FTX’s list of creditors reveals a wide range of companies that owe money
On January 24, 2023, FTX published the bankrupt company’s register of creditors, which contains over 100 pages of names. The list of creditors includes government agencies from Switzerland, Hong Kong, the United States and Japan. Additionally, the registry includes a myriad of well-known companies including Alibaba, Allied Sports, Microsoft, Amazon, Meta, Twitter, Google, Blue Bottle Coffee, Bonham Capital, Bitstamp, Bitgo, Infura, Inca Digital, Lightspeed Strategic Partners, Long Watch Security, Mercedes-Benz, Messari, Nomura and O’Leary Productions. Bankruptcy documents filed last year show that FTX’s top 50 creditors owe a estimated at $3 billion.
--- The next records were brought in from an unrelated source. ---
use std::cell::Cell;
use std::fs;
use std::path::Path;
use std::rc::Rc;

use serde_json::{json, Value};
use tempfile::TempDir;

use darkbrowser::host::DownloadHandle;
use darkbrowser::managers::download_manager::{DownloadManager, DownloadManagerTrait};
use darkbrowser::services::settings_engine::{SettingsEngine, SettingsEngineTrait, SharedSettings};
use darkbrowser::types::download::{DownloadRecord, DownloadState, EngineDownloadState};
use darkbrowser::types::errors::DownloadError;
use darkbrowser::types::settings::keys;
use darkbrowser::ui::event_bridge::{BridgeDownload, BridgeNotifications, EventOutbox};

struct Fixture {
    mgr: DownloadManager,
    outbox: EventOutbox,
    settings: SharedSettings,
    tmp: TempDir,
}

fn open(tmp: TempDir, outbox: EventOutbox) -> Fixture {
    let settings = SettingsEngine::open_shared(Some(tmp.path().join("settings.json")));
    let mgr = DownloadManager::new(
        tmp.path().join("downloads.json"),
        tmp.path().join("Downloads"),
        Box::new(BridgeNotifications::new(outbox.clone())),
        settings.clone(),
    );
    Fixture { mgr, outbox, settings, tmp }
}

fn setup() -> Fixture {
    open(TempDir::new().unwrap(), EventOutbox::new())
}

fn request(f: &mut Fixture, name: &str, total: Option<u64>) -> String {
    let handle = BridgeDownload::new(f.outbox.clone(), &format!("req-{}", name));
    f.mgr.on_download_requested(name, total, Box::new(handle))
}

fn events(outbox: &EventOutbox, name: &str) -> Vec<Value> {
    outbox.drain().into_iter().filter(|e| e["event"] == name).collect()
}

fn history(tmp: &TempDir) -> Vec<DownloadRecord> {
    let content = fs::read_to_string(tmp.path().join("downloads.json")).unwrap();
    serde_json::from_str(&content).unwrap()
}

/// Handle that records whether it was dropped.
struct DropProbe(Rc<Cell<bool>>);

impl DownloadHandle for DropProbe {
    fn accept(&mut self, _destination: &Path) {}
    fn pause(&mut self) {}
    fn resume(&mut self) {}
    fn cancel(&mut self) {}
}

impl Drop for DropProbe {
    fn drop(&mut self) {
        self.0.set(true);
    }
}

// ─── Request ───

#[test]
fn test_request_accepts_into_download_dir() {
    let mut f = setup();
    let id = request(&mut f, "a.zip", Some(100));
    let record = f.mgr.get(&id).unwrap();
    assert_eq!(record.state, DownloadState::Downloading);
    assert_eq!(record.received_bytes, 0);

    let accepted = events(&f.outbox, "download_accept");
    assert_eq!(accepted.len(), 1);
    assert_eq!(accepted[0]["request"], "req-a.zip");
    let expected = f.tmp.path().join("Downloads").join("a.zip");
    assert_eq!(accepted[0]["path"], json!(expected.display().to_string()));
}

#[test]
fn test_request_name_cannot_leave_download_dir() {
    let mut f = setup();
    let dir = f.tmp.path().join("Downloads");
    let cases = [
        ("/etc/evil.sh", "evil.sh"),
        ("../../escape.bin", "escape.bin"),
        ("nested/dir/file.txt", "file.txt"),
        ("..", "download"),
        ("", "download"),
    ];
    for (offered, stored) in cases {
        let id = request(&mut f, offered, None);
        let record = f.mgr.get(&id).unwrap();
        assert_eq!(record.name, stored);
        assert_eq!(record.destination_path, dir.join(stored));
        assert!(record.destination_path.starts_with(&dir));

        let accepted = events(&f.outbox, "download_accept");
        assert_eq!(accepted[0]["path"], json!(dir.join(stored).display().to_string()));
    }
}

#[test]
fn test_records_listed_newest_first() {
    let mut f = setup();
    let first = request(&mut f, "first.bin", None);
    let second = request(&mut f, "second.bin", None);
    let ids: Vec<&str> = f.mgr.list().iter().map(|r| r.id.as_str()).collect();
    assert_eq!(ids, vec![second.as_str(), first.as_str()]);
}

// ─── Progress ───

#[test]
fn test_progress_updates_total_and_clamps() {
    let mut f = setup();
    let id = request(&mut f, "a.zip", None);
    f.mgr.on_progress(&id, 30, None);
    assert_eq!(f.mgr.get(&id).unwrap().received_bytes, 30);
    f.mgr.on_progress(&id, 60, Some(50));
    let record = f.mgr.get(&id).unwrap();
    assert_eq!(record.total_bytes, Some(50));
    assert_eq!(record.received_bytes, 50);
    assert_eq!(record.percent(), 100);
}

#[test]
fn test_progress_ignored_while_paused() {
    let mut f = setup();
    let id = request(&mut f, "a.zip", Some(100));
    f.mgr.on_progress(&id, 10, None);
    f.mgr.pause(&id).unwrap();
    f.mgr.on_progress(&id, 20, None);
    assert_eq!(f.mgr.get(&id).unwrap().received_bytes, 10);
}

// ─── Full lifecycle ───

#[test]
fn test_download_lifecycle_scenario() {
    let mut f = setup();
    let id = request(&mut f, "movie.mp4", Some(1000));
    f.mgr.on_progress(&id, 400, None);

    f.mgr.pause(&id).unwrap();
    assert_eq!(f.mgr.get(&id).unwrap().state, DownloadState::Paused);
    f.mgr.resume(&id).unwrap();
    assert_eq!(f.mgr.get(&id).unwrap().state, DownloadState::Downloading);

    let controls: Vec<Value> = events(&f.outbox, "download_control");
    let actions: Vec<&str> = controls.iter().filter_map(|e| e["action"].as_str()).collect();
    assert_eq!(actions, vec!["pause", "resume"]);

    f.mgr.on_progress(&id, 1000, None);
    f.mgr.on_state_changed(&id, EngineDownloadState::Completed);
    let record = f.mgr.get(&id).unwrap().clone();
    assert_eq!(record.state, DownloadState::Completed);
    assert_eq!(record.received_bytes, 1000);
    assert!(!f.mgr.has_active_downloads());

    // Late events do not touch a finished record
    f.mgr.on_progress(&id, 5, None);
    f.mgr.on_state_changed(&id, EngineDownloadState::Failed);
    assert_eq!(f.mgr.get(&id).unwrap(), &record);

    assert_eq!(history(&f.tmp), vec![record]);
}

#[test]
fn test_engine_pause_and_resume_events() {
    let mut f = setup();
    let id = request(&mut f, "a.zip", None);
    f.mgr.on_state_changed(&id, EngineDownloadState::Paused);
    assert_eq!(f.mgr.get(&id).unwrap().state, DownloadState::Paused);
    f.mgr.on_state_changed(&id, EngineDownloadState::InProgress);
    assert_eq!(f.mgr.get(&id).unwrap().state, DownloadState::Downloading);
}

#[test]
fn test_user_cancel_is_immediately_terminal() {
    let mut f = setup();
    let id = request(&mut f, "a.zip", None);
    f.outbox.drain();

    f.mgr.cancel(&id).unwrap();
    assert_eq!(f.mgr.get(&id).unwrap().state, DownloadState::Cancelled);
    let all = f.outbox.drain();
    assert!(all.iter().any(|e| e["event"] == "download_control" && e["action"] == "cancel"));
    assert_eq!(all.iter().filter(|e| e["event"] == "notification").count(), 1);

    // The engine confirms later; that duplicate is ignored
    f.mgr.on_state_changed(&id, EngineDownloadState::Cancelled);
    assert!(events(&f.outbox, "notification").is_empty());
}

#[test]
fn test_interrupted_and_failed_are_terminal() {
    let mut f = setup();
    let a = request(&mut f, "a.bin", None);
    let b = request(&mut f, "b.bin", None);
    f.mgr.on_state_changed(&a, EngineDownloadState::Interrupted);
    f.mgr.on_state_changed(&b, EngineDownloadState::Failed);
    assert_eq!(f.mgr.get(&a).unwrap().state, DownloadState::Interrupted);
    assert_eq!(f.mgr.get(&b).unwrap().state, DownloadState::Failed);
    assert_eq!(history(&f.tmp).len(), 2);
}

#[test]
fn test_handle_released_at_terminal_transition() {
    let mut f = setup();
    let dropped = Rc::new(Cell::new(false));
    let id = f
        .mgr
        .on_download_requested("a.bin", None, Box::new(DropProbe(dropped.clone())));
    f.mgr.pause(&id).unwrap();
    assert!(!dropped.get());
    f.mgr.on_state_changed(&id, EngineDownloadState::Completed);
    assert!(dropped.get());
}

#[test]
fn test_completed_keeps_received_bytes() {
    let mut f = setup();
    let dropped = Rc::new(Cell::new(false));
    let id = f
        .mgr
        .on_download_requested("big.iso", Some(1000), Box::new(DropProbe(dropped.clone())));
    f.mgr.on_progress(&id, 200, None);
    f.mgr.on_progress(&id, 600, None);
    f.mgr.on_state_changed(&id, EngineDownloadState::Completed);

    let record = f.mgr.get(&id).unwrap();
    assert_eq!(record.state, DownloadState::Completed);
    assert_eq!(record.received_bytes, 600);
    assert_eq!(record.total_bytes, Some(1000));
    assert!(dropped.get());

    let stored = history(&f.tmp);
    assert_eq!(stored.len(), 1);
    assert_eq!(stored[0].received_bytes, 600);
}

// ─── Invalid actions ───

#[test]
fn test_invalid_transitions_are_rejected() {
    let mut f = setup();
    let id = request(&mut f, "a.zip", None);
    assert!(matches!(f.mgr.resume(&id), Err(DownloadError::InvalidTransition { .. })));
    assert!(matches!(f.mgr.remove(&id), Err(DownloadError::InvalidTransition { .. })));

    f.mgr.pause(&id).unwrap();
    assert!(matches!(f.mgr.pause(&id), Err(DownloadError::InvalidTransition { .. })));

    f.mgr.cancel(&id).unwrap();
    assert!(matches!(f.mgr.cancel(&id), Err(DownloadError::InvalidTransition { .. })));
    assert_eq!(f.mgr.get(&id).unwrap().state, DownloadState::Cancelled);
}

#[test]
fn test_unknown_id_is_not_found() {
    let mut f = setup();
    assert_eq!(f.mgr.pause("nope"), Err(DownloadError::NotFound("nope".to_string())));
    assert_eq!(f.mgr.show("nope"), Err(DownloadError::NotFound("nope".to_string())));
    // Engine events for unknown ids are silently dropped
    f.mgr.on_progress("nope", 10, None);
    f.mgr.on_state_changed("nope", EngineDownloadState::Completed);
    assert!(f.mgr.list().is_empty());
}

// ─── Remove / show ───

#[test]
fn test_remove_finished_download() {
    let mut f = setup();
    let id = request(&mut f, "a.zip", Some(1));
    f.mgr.on_state_changed(&id, EngineDownloadState::Completed);
    f.mgr.remove(&id).unwrap();
    assert!(f.mgr.get(&id).is_none());
    assert!(history(&f.tmp).is_empty());
}

#[test]
fn test_show_returns_containing_folder() {
    let mut f = setup();
    let id = request(&mut f, "a.zip", None);
    assert_eq!(f.mgr.show(&id).unwrap(), f.tmp.path().join("Downloads"));
}

// ─── Bulk actions ───

#[test]
fn test_pause_all_and_resume_all() {
    let mut f = setup();
    let a = request(&mut f, "a.bin", None);
    let b = request(&mut f, "b.bin", None);
    let done = request(&mut f, "done.bin", None);
    f.mgr.on_state_changed(&done, EngineDownloadState::Completed);
    assert!(f.mgr.has_active_downloads());

    f.mgr.pause_all();
    assert!(!f.mgr.has_active_downloads());
    assert_eq!(f.mgr.get(&a).unwrap().state, DownloadState::Paused);
    assert_eq!(f.mgr.get(&b).unwrap().state, DownloadState::Paused);
    assert_eq!(f.mgr.get(&done).unwrap().state, DownloadState::Completed);

    f.mgr.resume_all();
    assert_eq!(f.mgr.get(&a).unwrap().state, DownloadState::Downloading);
    assert!(f.mgr.has_active_downloads());
}

// ─── Notifications ───

#[test]
fn test_every_transition_notifies() {
    let mut f = setup();
    let id = request(&mut f, "a.zip", None);
    f.mgr.pause(&id).unwrap();
    f.mgr.resume(&id).unwrap();
    f.mgr.on_state_changed(&id, EngineDownloadState::Completed);

    let all = f.outbox.drain();
    let notes: Vec<&str> = all
        .iter()
        .filter(|e| e["event"] == "notification")
        .filter_map(|e| e["text"].as_str())
        .collect();
    assert_eq!(
        notes,
        vec![
            "Download started: a.zip",
            "Download paused: a.zip",
            "Download resumed: a.zip",
            "Download completed: a.zip",
        ]
    );
    assert_eq!(all.iter().filter(|e| e["event"] == "downloads_changed").count(), 4);
}

#[test]
fn test_disabled_notifications_keep_refresh_signal() {
    let mut f = setup();
    f.settings
        .borrow_mut()
        .set(keys::NOTIFICATIONS, json!("disable"))
        .unwrap();
    let id = request(&mut f, "a.zip", None);
    f.mgr.on_state_changed(&id, EngineDownloadState::Completed);

    let all = f.outbox.drain();
    assert!(all.iter().all(|e| e["event"] != "notification"));
    assert_eq!(all.iter().filter(|e| e["event"] == "downloads_changed").count(), 2);
}

// ─── Persistence across restarts ───

#[test]
fn test_restart_keeps_only_finished_downloads() {
    let mut f = setup();
    let done = request(&mut f, "done.bin", Some(3));
    let _running = request(&mut f, "running.bin", None);
    f.mgr.on_state_changed(&done, EngineDownloadState::Completed);

    let Fixture { tmp, .. } = f;
    let reopened = open(tmp, EventOutbox::new());
    assert_eq!(reopened.mgr.list().len(), 1);
    assert_eq!(reopened.mgr.list()[0].id, done);
    assert_eq!(reopened.mgr.list()[0].state, DownloadState::Completed);
}

#[test]
fn test_history_ignores_non_terminal_entries_on_disk() {
    let tmp = TempDir::new().unwrap();
    let raw = json!([
        {"id": "1", "name": "a", "total": 5, "received": 5, "state": "completed", "path": "/x/a"},
        {"id": "2", "name": "b", "total": null, "received": 1, "state": "downloading", "path": "/x/b"},
    ]);
    fs::write(tmp.path().join("downloads.json"), raw.to_string()).unwrap();
    let f = open(tmp, EventOutbox::new());
    assert_eq!(f.mgr.list().len(), 1);
    assert_eq!(f.mgr.list()[0].id, "1");
}

#[test]
fn test_settings_path_is_in_temp_dir() {
    let f = setup();
    assert!(f.settings.borrow().get_config_path().starts_with(f.tmp.path()));
}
The FTX list of creditors includes US government agencies, such as the IRS, FinCEN, and various state tax collectors from a number of different states. The list features three major airlines, hotels, apartments, nonprofits, and software companies that provide cloud services. However, approximately 9.69 million FTX client names are removed from the creditor registry. The list also highlights a large number of companies from the Bahamas, where FTX’s inner circle operated. Creditors further include banks, Stanford University, Fox News, Coindesk and the Wall Street Journal.
The court record shows sums owed to a large number of creditors, but this does not mean that the entity or individual leveraged the FTX exchange to trade crypto. For example, a spokesperson for Swiss regulator FINMA Told Reuters that he did not understand why he was on the list. FINMA “was not a client of FTX and had not acted on its platforms,” the spokesperson told the outlet. Reuters reporter Noele Illien also contacted Airbnb for comment, but the company did not respond.